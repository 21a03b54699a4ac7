//! Build script embedding version metadata
//!
//! Sets `GIT_COMMIT_HASH` and `BUILD_TIMESTAMP` for the startup log line.

fn main() {
    // 1. Get the current Git commit hash
    let commit_hash = std::process::Command::new("git")
        .args(["rev-parse", "--short", "HEAD"])
        .output()
        .ok()
        .filter(|output| output.status.success())
        .and_then(|output| String::from_utf8(output.stdout).ok())
        .map(|s| s.trim().to_string())
        .filter(|s| !s.is_empty())
        .unwrap_or_else(|| "unknown".to_string());

    println!("cargo:rustc-env=GIT_COMMIT_HASH={}", commit_hash);

    // 2. Get the current Build Timestamp (ISO 8601)
    let build_time = chrono::Utc::now().to_rfc3339();
    println!("cargo:rustc-env=BUILD_TIMESTAMP={}", build_time);

    println!("cargo:rerun-if-changed=build.rs");
    println!("cargo:rerun-if-changed=../.git/HEAD");
}
//! Telemetry and Observability
//!
//! Handles setting up `tracing-subscriber` for structured logging.
//! Supports config-driven log levels, environment variable overrides,
//! and format switching between pretty (debug) and JSON (release).
//!
//! Every formatted line passes through [`ScrubbingWriter`] before it reaches
//! stderr, so tokens, API keys and person URNs that slip into a log field are
//! redacted. Stdout stays reserved for command output.

use std::io::{self, Write};
use tracing_subscriber::{fmt, layer::SubscriberExt, util::SubscriberInitExt, EnvFilter};

use crate::secrets::scrub;

/// Writer that redacts secrets before forwarding to the inner writer.
pub struct ScrubbingWriter<W: Write> {
    inner: W,
}

impl<W: Write> ScrubbingWriter<W> {
    pub fn new(inner: W) -> Self {
        Self { inner }
    }
}

impl<W: Write> Write for ScrubbingWriter<W> {
    fn write(&mut self, buf: &[u8]) -> io::Result<usize> {
        // fmt layers hand over one complete event per write
        let text = String::from_utf8_lossy(buf);
        self.inner.write_all(scrub(&text).as_bytes())?;
        Ok(buf.len())
    }

    fn flush(&mut self) -> io::Result<()> {
        self.inner.flush()
    }
}

fn scrubbed_stderr() -> ScrubbingWriter<io::Stderr> {
    ScrubbingWriter::new(io::stderr())
}

/// Initialize the tracing subscriber with the given log level from config.
///
/// Priority: `RUST_LOG` env var > `log_level` parameter > default "info"
///
/// In debug builds: pretty-printed terminal output.
/// In release builds: JSON structured output with spans.
pub fn init_telemetry_with_level(log_level: &str) {
    let default_filter = format!("warn,quill_engine={}", log_level);

    let env_filter =
        EnvFilter::try_from_default_env().unwrap_or_else(|_| EnvFilter::new(&default_filter));

    #[cfg(debug_assertions)]
    {
        tracing_subscriber::registry()
            .with(env_filter)
            .with(
                fmt::layer()
                    .pretty()
                    .with_target(false)
                    .with_writer(scrubbed_stderr),
            )
            .try_init()
            .ok();
    }

    #[cfg(not(debug_assertions))]
    {
        tracing_subscriber::registry()
            .with(env_filter)
            .with(
                fmt::layer()
                    .json()
                    .with_current_span(true)
                    .with_writer(scrubbed_stderr),
            )
            .try_init()
            .ok();
    }
}
use chrono::Utc;
use devflow_runner::CommandSpec;
use std::path::PathBuf;
use std::sync::Arc;
use std::time::{Duration, Instant};
use tokio_util::sync::CancellationToken;

use crate::error::{DevflowError, Result};
use crate::exec::CommandRunner;
use crate::plan;
use crate::registry::{Registry, ResolvedAction};
use crate::result::ExecutionResult;
use crate::session::Session;
use crate::step::Step;
use crate::types::{FailurePolicy, Reentry};

#[derive(Debug, Clone)]
pub struct SequencerOptions {
    /// Working directory for every action; descriptor `cwd` is relative to it.
    pub root: PathBuf,
    /// Applies when the descriptor sets no timeout. `None` waits forever.
    pub default_timeout: Option<Duration>,
    pub reentry: Reentry,
}

impl Default for SequencerOptions {
    fn default() -> Self {
        Self {
            root: PathBuf::from("."),
            default_timeout: None,
            reentry: Reentry::Strict,
        }
    }
}

/// Runs ordered lists of actions against a [`Session`].
pub struct Sequencer<R> {
    registry: Arc<Registry>,
    runner: R,
    options: SequencerOptions,
}

impl<R: CommandRunner> Sequencer<R> {
    pub fn new(registry: Arc<Registry>, runner: R, options: SequencerOptions) -> Self {
        Self {
            registry,
            runner,
            options,
        }
    }

    pub fn registry(&self) -> &Registry {
        &self.registry
    }

    /// Resolve every step up front. Nothing runs if any step is unknown or
    /// missing an argument.
    pub fn resolve(&self, steps: &[Step]) -> Result<Vec<ResolvedAction>> {
        steps.iter().map(|s| self.registry.resolve_step(s)).collect()
    }

    /// Run `steps` in order under `policy`.
    ///
    /// Returns one result per attempted action. Under
    /// [`FailurePolicy::StopOnFirstFailure`] a precondition miss aborts with
    /// [`DevflowError::Aborted`] carrying the results so far; the plan is
    /// checked before anything runs, so a sequence that cannot be satisfied
    /// aborts without launching a process. Under
    /// [`FailurePolicy::ContinueCollecting`] the miss becomes that action's
    /// result. Cancellation stops the sequence under either policy.
    pub async fn run_sequence(
        &self,
        session: &Session,
        steps: &[Step],
        policy: FailurePolicy,
        cancel: &CancellationToken,
    ) -> Result<Vec<ExecutionResult>> {
        let plan = self.resolve(steps)?;

        if policy == FailurePolicy::StopOnFirstFailure {
            let snapshot = session.snapshot().await;
            if let Err(miss) = plan::check(&snapshot, &plan, self.options.reentry) {
                tracing::info!(action = %miss.action, step = miss.step, missing = %miss.missing, "sequence cannot be satisfied");
                return Err(DevflowError::Aborted {
                    completed: Vec::new(),
                    source: Box::new(miss.into()),
                });
            }
        }

        let mut results: Vec<ExecutionResult> = Vec::with_capacity(plan.len());
        for action in &plan {
            if cancel.is_cancelled() {
                tracing::info!(action = %action.name, "cancelled before start");
                break;
            }

            let result = match self.run_one(session, action, cancel).await {
                Ok(result) => result,
                Err(missing) => match policy {
                    FailurePolicy::StopOnFirstFailure => {
                        return Err(DevflowError::Aborted {
                            completed: results,
                            source: Box::new(DevflowError::Precondition {
                                action: action.name.clone(),
                                missing,
                            }),
                        });
                    }
                    FailurePolicy::ContinueCollecting => {
                        ExecutionResult::precondition_failed(action, missing)
                    }
                },
            };

            let stop = result.is_cancelled()
                || (!result.succeeded() && policy == FailurePolicy::StopOnFirstFailure);
            results.push(result);
            if stop {
                break;
            }
        }
        Ok(results)
    }

    /// Run a single step; same semantics as a one-element sequence. A token
    /// cancelled before the action starts yields a cancelled result.
    pub async fn run_action(
        &self,
        session: &Session,
        step: &Step,
        cancel: &CancellationToken,
    ) -> Result<ExecutionResult> {
        let resolved = self.registry.resolve_step(step)?;
        let mut results = self
            .run_sequence(
                session,
                std::slice::from_ref(step),
                FailurePolicy::StopOnFirstFailure,
                cancel,
            )
            .await?;
        Ok(results
            .pop()
            .unwrap_or_else(|| ExecutionResult::cancelled(&resolved)))
    }

    /// The check → run → apply region for one action, under the session
    /// lock. `Err` carries the unmet precondition.
    async fn run_one(
        &self,
        session: &Session,
        action: &ResolvedAction,
        cancel: &CancellationToken,
    ) -> std::result::Result<ExecutionResult, crate::types::Flag> {
        let mut state = session.lock().await;
        let descriptor = &action.descriptor;

        if self.options.reentry == Reentry::Idempotent
            && descriptor
                .already_satisfied
                .is_some_and(|f| state.satisfies(f))
        {
            tracing::info!(action = %action.name, "already satisfied; skipping");
            return Ok(ExecutionResult::skipped(action));
        }

        if let Some(missing) = state.missing(&descriptor.requires) {
            tracing::info!(action = %action.name, %missing, "precondition not met");
            return Err(missing);
        }

        let spec = self.command_spec(action);
        let started_at = Utc::now();
        let start = Instant::now();
        let result = match self.runner.run(&spec, cancel).await {
            Ok(output) => {
                if output.success() {
                    for effect in &descriptor.mutates {
                        state.apply(*effect, &action.args);
                    }
                }
                ExecutionResult::from_output(action, started_at, output)
            }
            Err(err) => ExecutionResult::from_error(action, started_at, start.elapsed(), err),
        };

        match &result.failure {
            None => tracing::info!(action = %action.name, duration_ms = result.duration_ms, "action succeeded"),
            Some(failure) => tracing::info!(action = %action.name, %failure, "action failed"),
        }
        Ok(result)
    }

    fn command_spec(&self, action: &ResolvedAction) -> CommandSpec {
        let cwd = match &action.cwd {
            Some(dir) => self.options.root.join(dir),
            None => self.options.root.clone(),
        };
        let timeout = match action.descriptor.timeout_seconds {
            Some(0) => None,
            Some(secs) => Some(Duration::from_secs(secs)),
            None => self.options.default_timeout,
        };
        CommandSpec {
            argv: action.argv.clone(),
            cwd: Some(cwd),
            timeout,
            env: Vec::new(),
        }
    }
}
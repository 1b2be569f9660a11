pub mod actions;
pub mod config;
pub mod doctor;
pub mod init;
pub mod run;
pub mod sequence;
pub mod state;
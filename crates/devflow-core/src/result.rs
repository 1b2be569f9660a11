use chrono::{DateTime, Utc};
use devflow_runner::{ProcessOutput, RunnerError};
use serde::{Deserialize, Serialize};
use std::fmt;
use std::time::Duration;

use crate::registry::ResolvedAction;
use crate::types::Flag;

// ---------------------------------------------------------------------------
// ActionFailure
// ---------------------------------------------------------------------------

/// Why an attempted action did not succeed.
#[derive(Debug, Clone, PartialEq, Eq, Serialize, Deserialize)]
#[serde(tag = "kind", rename_all = "snake_case")]
pub enum ActionFailure {
    /// The process ran and exited non-zero.
    Exit { code: i32 },
    /// The process was terminated by a signal it did not ask for.
    Signal,
    Launch { message: String },
    Timeout { after_ms: u64 },
    Cancelled,
    Precondition { missing: Flag },
}

impl ActionFailure {
    pub fn kind(&self) -> &'static str {
        match self {
            ActionFailure::Exit { .. } => "exit",
            ActionFailure::Signal => "signal",
            ActionFailure::Launch { .. } => "launch",
            ActionFailure::Timeout { .. } => "timeout",
            ActionFailure::Cancelled => "cancelled",
            ActionFailure::Precondition { .. } => "precondition",
        }
    }
}

impl fmt::Display for ActionFailure {
    fn fmt(&self, f: &mut fmt::Formatter<'_>) -> fmt::Result {
        match self {
            ActionFailure::Exit { code } => write!(f, "exited with code {code}"),
            ActionFailure::Signal => f.write_str("terminated by signal"),
            ActionFailure::Launch { message } => write!(f, "launch failed: {message}"),
            ActionFailure::Timeout { after_ms } => write!(f, "timed out after {after_ms}ms"),
            ActionFailure::Cancelled => f.write_str("cancelled"),
            ActionFailure::Precondition { missing } => write!(f, "precondition failed: requires {missing}"),
        }
    }
}

// ---------------------------------------------------------------------------
// ExecutionResult
// ---------------------------------------------------------------------------

/// Outcome of one attempted action.
#[derive(Debug, Clone, PartialEq, Serialize, Deserialize)]
pub struct ExecutionResult {
    pub action: String,
    pub argv: Vec<String>,
    pub exit_code: Option<i32>,
    pub stdout: String,
    pub stderr: String,
    #[serde(default)]
    pub truncated: bool,
    pub duration_ms: u64,
    pub started_at: DateTime<Utc>,
    /// The action's target state already held; no process ran.
    #[serde(default)]
    pub skipped: bool,
    #[serde(default, skip_serializing_if = "Option::is_none")]
    pub failure: Option<ActionFailure>,
}

impl ExecutionResult {
    fn empty(action: &ResolvedAction, started_at: DateTime<Utc>) -> Self {
        Self {
            action: action.name.clone(),
            argv: action.argv.clone(),
            exit_code: None,
            stdout: String::new(),
            stderr: String::new(),
            truncated: false,
            duration_ms: 0,
            started_at,
            skipped: false,
            failure: None,
        }
    }

    pub(crate) fn from_output(
        action: &ResolvedAction,
        started_at: DateTime<Utc>,
        output: ProcessOutput,
    ) -> Self {
        let failure = match output.exit_code {
            Some(0) => None,
            Some(code) => Some(ActionFailure::Exit { code }),
            None => Some(ActionFailure::Signal),
        };
        Self {
            exit_code: output.exit_code,
            stdout: output.stdout,
            stderr: output.stderr,
            truncated: output.truncated,
            duration_ms: millis(output.duration),
            failure,
            ..Self::empty(action, started_at)
        }
    }

    pub(crate) fn from_error(
        action: &ResolvedAction,
        started_at: DateTime<Utc>,
        elapsed: Duration,
        err: RunnerError,
    ) -> Self {
        let mut result = Self {
            duration_ms: millis(elapsed),
            ..Self::empty(action, started_at)
        };
        if let Some(partial) = err.partial_output() {
            result.stdout = partial.stdout.clone();
            result.stderr = partial.stderr.clone();
            result.truncated = partial.truncated;
        }
        result.failure = Some(match err {
            RunnerError::Timeout { after, .. } => ActionFailure::Timeout {
                after_ms: millis(after),
            },
            RunnerError::Cancelled { .. } => ActionFailure::Cancelled,
            RunnerError::Launch { .. } => ActionFailure::Launch {
                message: err.to_string(),
            },
            RunnerError::Io(e) => ActionFailure::Launch {
                message: e.to_string(),
            },
        });
        result
    }

    pub(crate) fn precondition_failed(action: &ResolvedAction, missing: Flag) -> Self {
        Self {
            failure: Some(ActionFailure::Precondition { missing }),
            ..Self::empty(action, Utc::now())
        }
    }

    pub(crate) fn cancelled(action: &ResolvedAction) -> Self {
        Self {
            failure: Some(ActionFailure::Cancelled),
            ..Self::empty(action, Utc::now())
        }
    }

    pub(crate) fn skipped(action: &ResolvedAction) -> Self {
        Self {
            exit_code: Some(0),
            skipped: true,
            ..Self::empty(action, Utc::now())
        }
    }

    pub fn succeeded(&self) -> bool {
        self.failure.is_none()
    }

    pub fn is_cancelled(&self) -> bool {
        matches!(self.failure, Some(ActionFailure::Cancelled))
    }
}

fn millis(d: Duration) -> u64 {
    u64::try_from(d.as_millis()).unwrap_or(u64::MAX)
}

#[cfg(test)]
mod tests {
    use super::*;
    use crate::registry::ActionDescriptor;
    use devflow_runner::CapturedOutput;
    use std::collections::BTreeMap;
    use std::sync::Arc;

    fn resolved() -> ResolvedAction {
        ResolvedAction {
            name: "status".to_string(),
            argv: vec!["git".to_string(), "status".to_string()],
            args: BTreeMap::new(),
            cwd: None,
            descriptor: Arc::new(ActionDescriptor::new("status", "", &["git", "status"])),
        }
    }

    fn output(code: Option<i32>) -> ProcessOutput {
        ProcessOutput {
            pid: Some(1),
            exit_code: code,
            stdout: "out".to_string(),
            stderr: "err".to_string(),
            truncated: false,
            duration: Duration::from_millis(1500),
        }
    }

    #[test]
    fn zero_exit_is_success() {
        let r = ExecutionResult::from_output(&resolved(), Utc::now(), output(Some(0)));
        assert!(r.succeeded());
        assert_eq!(r.duration_ms, 1500);
        assert_eq!(r.stdout, "out");
    }

    #[test]
    fn non_zero_and_signal_are_failures() {
        let r = ExecutionResult::from_output(&resolved(), Utc::now(), output(Some(128)));
        assert_eq!(r.failure, Some(ActionFailure::Exit { code: 128 }));
        let r = ExecutionResult::from_output(&resolved(), Utc::now(), output(None));
        assert_eq!(r.failure, Some(ActionFailure::Signal));
    }

    #[test]
    fn timeout_keeps_partial_stderr() {
        let err = RunnerError::Timeout {
            after: Duration::from_secs(2),
            output: Box::new(CapturedOutput {
                stdout: String::new(),
                stderr: "still working".to_string(),
                truncated: false,
            }),
        };
        let r = ExecutionResult::from_error(&resolved(), Utc::now(), Duration::from_secs(2), err);
        assert_eq!(r.failure, Some(ActionFailure::Timeout { after_ms: 2000 }));
        assert_eq!(r.stderr, "still working");
        assert_eq!(r.exit_code, None);
    }

    #[test]
    fn failure_json_is_tagged() {
        let json = serde_json::to_string(&ActionFailure::Precondition {
            missing: Flag::EnvInactive,
        })
        .unwrap();
        assert_eq!(json, r#"{"kind":"precondition","missing":"env-inactive"}"#);
    }

    #[test]
    fn result_json_roundtrip() {
        let r = ExecutionResult::from_output(&resolved(), Utc::now(), output(Some(1)));
        let json = serde_json::to_string(&r).unwrap();
        let parsed: ExecutionResult = serde_json::from_str(&json).unwrap();
        assert_eq!(parsed, r);
    }
}
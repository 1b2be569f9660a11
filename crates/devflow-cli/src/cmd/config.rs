use crate::exit::{self, Exit};
use crate::output::print_json;
use anyhow::Context;
use clap::Subcommand;
use devflow_core::config::{Config, WarnLevel};
use std::path::Path;

#[derive(Subcommand)]
pub enum ConfigSubcommand {
    /// Validate the config for common mistakes
    Validate,

    /// Print the effective configuration
    Show,
}

pub fn run(root: &Path, subcmd: ConfigSubcommand, json: bool) -> anyhow::Result<()> {
    match subcmd {
        ConfigSubcommand::Validate => validate(root, json),
        ConfigSubcommand::Show => show(root, json),
    }
}

fn validate(root: &Path, json: bool) -> anyhow::Result<()> {
    let config = Config::load(root).context("failed to load config")?;
    let warnings = config.validate();

    if json {
        print_json(&serde_json::json!({ "warnings": warnings }))?;
    } else if warnings.is_empty() {
        println!("Config is valid. No warnings.");
    } else {
        for w in &warnings {
            let prefix = match w.level {
                WarnLevel::Warning => "warning",
                WarnLevel::Error => "error",
            };
            println!("[{prefix}] {}", w.message);
        }
    }

    if warnings.iter().any(|w| w.level == WarnLevel::Error) {
        return Err(Exit::new(exit::USAGE, "config validation found errors").into());
    }
    Ok(())
}

fn show(root: &Path, json: bool) -> anyhow::Result<()> {
    let config = Config::load(root).context("failed to load config")?;
    if json {
        print_json(&config)
    } else {
        print!("{}", serde_yaml::to_string(&config)?);
        Ok(())
    }
}
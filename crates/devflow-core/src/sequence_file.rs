//! Sequence files: ordered step lists read from disk.
//!
//! Plain text holds one step per line (`name key=value ...`, `#` comments),
//! split into words with shell quoting so `message="first commit"` is one
//! value.
//!
//! Files ending in `.yaml`/`.yml` hold either a list of steps or a map with
//! `steps` and an optional `policy`.

use serde::Deserialize;
use std::collections::BTreeMap;
use std::path::Path;

use crate::error::{DevflowError, Result};
use crate::step::Step;
use crate::types::FailurePolicy;

#[derive(Debug, Clone, Default, PartialEq, Eq)]
pub struct SequenceFile {
    pub steps: Vec<Step>,
    /// Policy named in the file; the command line overrides it.
    pub policy: Option<FailurePolicy>,
}

impl SequenceFile {
    pub fn load(path: &Path) -> Result<Self> {
        let data = std::fs::read_to_string(path)?;
        let yaml = matches!(
            path.extension().and_then(|e| e.to_str()),
            Some("yaml" | "yml")
        );
        let file = if yaml {
            Self::parse_yaml(&data)?
        } else {
            Self::parse_text(&data)?
        };
        tracing::debug!(path = %path.display(), steps = file.steps.len(), "loaded sequence file");
        Ok(file)
    }

    pub fn parse_text(data: &str) -> Result<Self> {
        let mut steps = Vec::new();
        for (i, line) in data.lines().enumerate() {
            let line = line.trim();
            if line.is_empty() || line.starts_with('#') {
                continue;
            }
            let step = parse_line(line).map_err(|reason| DevflowError::InvalidSequence {
                line: i + 1,
                reason,
            })?;
            steps.push(step);
        }
        Ok(Self {
            steps,
            policy: None,
        })
    }

    pub fn parse_yaml(data: &str) -> Result<Self> {
        let doc: YamlDoc = serde_yaml::from_str(data)?;
        let (raw, policy) = match doc {
            YamlDoc::List(steps) => (steps, None),
            YamlDoc::Map { steps, policy } => (steps, policy),
        };
        let policy = policy
            .map(|p| p.parse::<FailurePolicy>())
            .transpose()?;
        let steps = raw
            .into_iter()
            .enumerate()
            .map(|(i, s)| s.into_step(i + 1))
            .collect::<Result<Vec<_>>>()?;
        Ok(Self { steps, policy })
    }
}

/// Split a step line into words with shell quoting rules. Nothing is
/// expanded or executed.
fn parse_line(line: &str) -> std::result::Result<Step, String> {
    let words = shell_words::split(line).map_err(|e| e.to_string())?;
    match words.split_first() {
        Some((action, rest)) => Ok(Step::from_tokens(action, rest)),
        None => Err("empty step".to_string()),
    }
}

#[derive(Deserialize)]
#[serde(untagged)]
enum YamlDoc {
    List(Vec<YamlStep>),
    Map {
        steps: Vec<YamlStep>,
        #[serde(default)]
        policy: Option<String>,
    },
}

#[derive(Deserialize)]
#[serde(untagged)]
enum YamlStep {
    Line(String),
    Full {
        action: String,
        #[serde(default)]
        args: BTreeMap<String, serde_yaml::Value>,
        #[serde(default)]
        positional: Vec<serde_yaml::Value>,
    },
}

impl YamlStep {
    fn into_step(self, step: usize) -> Result<Step> {
        match self {
            YamlStep::Line(text) => {
                parse_line(text.trim()).map_err(|reason| DevflowError::InvalidStep { step, reason })
            }
            YamlStep::Full {
                action,
                args,
                positional,
            } => {
                let mut built = Step::new(action);
                for (key, value) in args {
                    let value = scalar(&value).ok_or_else(|| DevflowError::InvalidStep {
                        step,
                        reason: format!("argument '{key}' must be a scalar"),
                    })?;
                    built = built.arg(key, value);
                }
                for value in positional {
                    let value = scalar(&value).ok_or_else(|| DevflowError::InvalidStep {
                        step,
                        reason: "positional values must be scalars".to_string(),
                    })?;
                    built = built.positional(value);
                }
                Ok(built)
            }
        }
    }
}

fn scalar(value: &serde_yaml::Value) -> Option<String> {
    match value {
        serde_yaml::Value::String(s) => Some(s.clone()),
        serde_yaml::Value::Number(n) => Some(n.to_string()),
        serde_yaml::Value::Bool(b) => Some(b.to_string()),
        _ => None,
    }
}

WHAT TO PRODUCE = Reproduce each line of the material in which the string "PathBuf" occurs.

SOLUTION TO THE EXERCISE =
use std::path::PathBuf;
    pub root: PathBuf,
            root: PathBuf::from("."),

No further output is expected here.